- [WHAT IS NEEDED] Reproduce nothing but the closing run of lines: the line with "Target for the" and each line that follows it to the end of the data.

- [Stored data entries]
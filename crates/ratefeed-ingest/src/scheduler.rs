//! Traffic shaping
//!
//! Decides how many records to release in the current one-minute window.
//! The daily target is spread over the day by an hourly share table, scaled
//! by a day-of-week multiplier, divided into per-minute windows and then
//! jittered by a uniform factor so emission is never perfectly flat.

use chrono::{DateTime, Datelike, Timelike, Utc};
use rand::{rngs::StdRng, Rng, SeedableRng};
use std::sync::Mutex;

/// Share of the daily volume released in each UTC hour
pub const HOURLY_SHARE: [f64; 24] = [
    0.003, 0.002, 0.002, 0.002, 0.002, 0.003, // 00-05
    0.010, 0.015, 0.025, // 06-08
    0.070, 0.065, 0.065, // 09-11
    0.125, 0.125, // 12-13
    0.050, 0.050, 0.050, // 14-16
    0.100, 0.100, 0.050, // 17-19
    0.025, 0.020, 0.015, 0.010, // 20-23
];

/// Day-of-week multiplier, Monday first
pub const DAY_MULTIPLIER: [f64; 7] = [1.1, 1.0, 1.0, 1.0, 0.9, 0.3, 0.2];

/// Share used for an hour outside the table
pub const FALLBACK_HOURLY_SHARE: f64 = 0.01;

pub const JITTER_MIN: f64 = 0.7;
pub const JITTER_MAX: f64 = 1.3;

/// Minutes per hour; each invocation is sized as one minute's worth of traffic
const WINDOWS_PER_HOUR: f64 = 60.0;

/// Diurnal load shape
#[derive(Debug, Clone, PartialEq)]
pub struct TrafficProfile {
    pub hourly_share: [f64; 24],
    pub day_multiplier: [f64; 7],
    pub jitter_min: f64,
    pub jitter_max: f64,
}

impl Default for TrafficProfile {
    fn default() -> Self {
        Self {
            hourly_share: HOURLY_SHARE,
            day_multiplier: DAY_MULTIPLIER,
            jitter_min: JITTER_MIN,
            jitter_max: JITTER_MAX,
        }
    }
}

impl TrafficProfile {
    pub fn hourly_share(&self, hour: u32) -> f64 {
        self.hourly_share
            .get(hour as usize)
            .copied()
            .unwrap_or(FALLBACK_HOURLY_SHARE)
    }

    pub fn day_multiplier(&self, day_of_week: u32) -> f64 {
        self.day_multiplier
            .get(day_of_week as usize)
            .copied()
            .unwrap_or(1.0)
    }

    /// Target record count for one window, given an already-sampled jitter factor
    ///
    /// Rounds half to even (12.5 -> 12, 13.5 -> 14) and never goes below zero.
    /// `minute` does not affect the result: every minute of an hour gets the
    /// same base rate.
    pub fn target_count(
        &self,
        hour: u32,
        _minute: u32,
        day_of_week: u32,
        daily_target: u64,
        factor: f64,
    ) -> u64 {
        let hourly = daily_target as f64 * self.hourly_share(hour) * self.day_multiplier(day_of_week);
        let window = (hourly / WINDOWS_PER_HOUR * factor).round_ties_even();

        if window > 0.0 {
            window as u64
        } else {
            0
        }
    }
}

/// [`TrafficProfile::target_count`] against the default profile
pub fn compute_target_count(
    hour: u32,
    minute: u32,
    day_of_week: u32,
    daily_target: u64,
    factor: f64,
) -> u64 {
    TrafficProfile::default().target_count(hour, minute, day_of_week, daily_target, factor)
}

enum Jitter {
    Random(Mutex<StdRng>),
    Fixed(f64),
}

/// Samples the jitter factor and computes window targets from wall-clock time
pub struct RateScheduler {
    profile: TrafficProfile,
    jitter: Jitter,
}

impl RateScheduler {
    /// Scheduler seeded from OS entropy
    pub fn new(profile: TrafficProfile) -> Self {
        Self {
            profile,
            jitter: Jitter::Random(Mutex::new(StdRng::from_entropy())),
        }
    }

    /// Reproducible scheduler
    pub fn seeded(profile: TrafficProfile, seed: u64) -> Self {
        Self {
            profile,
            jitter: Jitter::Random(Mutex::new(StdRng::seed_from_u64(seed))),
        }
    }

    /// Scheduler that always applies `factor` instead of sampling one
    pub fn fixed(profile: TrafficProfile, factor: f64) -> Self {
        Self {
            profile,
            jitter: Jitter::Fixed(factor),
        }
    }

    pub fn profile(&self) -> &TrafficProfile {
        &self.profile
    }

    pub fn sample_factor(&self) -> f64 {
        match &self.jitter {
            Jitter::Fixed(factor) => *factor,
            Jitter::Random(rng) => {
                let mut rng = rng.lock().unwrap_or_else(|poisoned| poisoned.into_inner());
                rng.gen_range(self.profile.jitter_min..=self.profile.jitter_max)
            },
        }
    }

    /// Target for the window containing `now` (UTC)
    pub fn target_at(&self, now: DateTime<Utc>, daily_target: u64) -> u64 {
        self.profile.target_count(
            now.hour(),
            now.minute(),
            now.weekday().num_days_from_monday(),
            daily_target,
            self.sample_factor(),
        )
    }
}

- [ANSWER TO THE EXERCISE]
    /// Target for the window containing `now` (UTC)
    pub fn target_at(&self, now: DateTime<Utc>, daily_target: u64) -> u64 {
        self.profile.target_count(
            now.hour(),
            now.minute(),
            now.weekday().num_days_from_monday(),
            daily_target,
            self.sample_factor(),
        )
    }
}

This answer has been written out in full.